This isn't an answer, because I was wondering as well how to do the following, which may or may not be the same thing as you're asking how to do:
How do you prevent the same item (hash of a digitized item) from being tokenized into an NFT more than once when the script doesn't have access to the blockchain history?
Maybe it's possible to use the Statemachine feature to maintain a map of NFTs to item hashes, so it could track all the item hashes that have been minted with this policy?
I guess someone else could possibly make trivial changes to the policy's code just to change the script address, and then could mint a duplicate NFT of the same asset, but a statemachine could at least track assets for this one particular script.

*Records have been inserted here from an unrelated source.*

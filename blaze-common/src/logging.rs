use std::str::FromStr;

use serde::Deserialize;
use tracing::metadata::LevelFilter;
use tracing_subscriber::{
    Layer, Registry, filter::FilterFn, prelude::__tracing_subscriber_SubscriberExt,
    util::SubscriberInitExt,
};

#[macro_export]
macro_rules! log {
    ($level:expr, $span:expr, $($msg:expr),*) => {{
        let span = $crate::tracing::span!($level, $span);
        let _enter = span.enter();

        $crate::tracing::event!($level, $($msg),*)
    }};
}

#[macro_export]
macro_rules! outgoing {
    (level = $level:ident, $($msg:expr),*) => {
        $crate::log!($crate::tracing::Level::$level, "outgoing", $($msg),*)
    };

    ($($msg:expr),*) => {
        $crate::outgoing!(level = TRACE, $($msg),*)
    };
}

#[macro_export]
macro_rules! incoming {
    (level = $level:ident, $($msg:expr),*) => {
        $crate::log!($crate::tracing::Level::$level, "incoming", $($msg),*)
    };

    ($($msg:expr),*) => {
        $crate::incoming!(level = TRACE, $($msg),*)
    };
}

#[macro_export]
macro_rules! internal {
    (level = $level:ident, $($msg:expr),*) => {
        $crate::log!($crate::tracing::Level::$level, "internal", $($msg),*)
    };

    ($($msg:expr),*) => {
        $crate::internal!(level = TRACE, $($msg),*)
    };
}

#[derive(Debug, Clone, Copy, Default, PartialEq, Eq, Deserialize)]
pub enum LogFormat {
    #[default]
    Compact,
    Json,
}

#[derive(Debug, Clone, Deserialize)]
pub struct LogConfig {
    /// Level used when `LOG_LEVEL` is not set in the environment
    #[serde(default)]
    pub level: Option<String>,
    #[serde(default)]
    pub format: LogFormat,
    #[serde(default = "default_ansi")]
    pub ansi: bool,
}

const fn default_ansi() -> bool {
    true
}

impl Default for LogConfig {
    fn default() -> Self {
        Self {
            level: None,
            format: LogFormat::default(),
            ansi: default_ansi(),
        }
    }
}

fn parse_level(level: &str, default: LevelFilter) -> LevelFilter {
    LevelFilter::from_str(level).unwrap_or_else(|_| {
        eprintln!("Invalid log level specified {level}, defaulting to {default}");
        default
    })
}

/// Install the global subscriber. Call once, from `main`.
///
/// `LOG_LEVEL` takes precedence over the configured level; only events whose
/// target belongs to one of the blaze crates are emitted.
pub fn init(config: &LogConfig) {
    let default = if cfg!(debug_assertions) {
        LevelFilter::TRACE
    } else {
        LevelFilter::INFO
    };

    let level = std::env::var("LOG_LEVEL").map_or_else(
        |_| {
            config
                .level
                .as_deref()
                .map_or(default, |level| parse_level(level, default))
        },
        |level| parse_level(&level, default),
    );

    let layer = match config.format {
        LogFormat::Compact => tracing_subscriber::fmt::layer()
            .with_file(false)
            .with_line_number(false)
            .compact()
            .with_ansi(config.ansi)
            .with_timer(tracing_subscriber::fmt::time::ChronoUtc::rfc_3339())
            .boxed(),
        LogFormat::Json => tracing_subscriber::fmt::layer()
            .json()
            .with_current_span(true)
            .with_timer(tracing_subscriber::fmt::time::ChronoUtc::rfc_3339())
            .boxed(),
    };

    let result = Registry::default()
        .with(
            layer
                .with_filter(level)
                .with_filter(FilterFn::new(|metadata| {
                    metadata.target().starts_with("blaze")
                })),
        )
        .try_init();

    if let Err(err) = result {
        eprintln!("Logging already initialised: {err}");
    }
}
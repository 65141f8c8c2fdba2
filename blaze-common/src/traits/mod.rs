pub mod fsm;
pub mod relay;
pub mod verify;

pub use self::{
    fsm::FiniteStateMachine,
    relay::{MessageRelay, Outgoing},
    verify::SenderVerifier,
};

This is all assuming a minting policy script can work with a statemachine, or a Datum.
Edit:
I noticed in this set of instructions for minting NFTs using the cardano-cli that metadata can be attached to the NFT. https://developers.cardano.org/docs/native-tokens/minting-nfts/
Meaning that it might be possible to add a datum value to the minted token somehow.
In order to check for duplicates across the whole BC, it might be necessary to use a third party NFT registry app.
Edit 2:
One thing that shows up in a later Plutus Pioneer lecture is using an NFT to verify that the correct oracles are being referenced. I think it's in the Uniswap code. The Uniswap operator mints an NFT as a kind of id, and the SC that runs the swap pools uses that NFT to make sure that only the operator can control the Dapp.
Using that idea, your contract could do something similar, making sure that no one else is running the same contract to make duplicates. This combined with some form of mapping to make sure no one duplicates the same asset on your contract, and registering with an NFT registry, might be a fairly solid way to ensure uniqueness of the assets being tokenized.
I could of course be missing something, I'm fairly new to this too.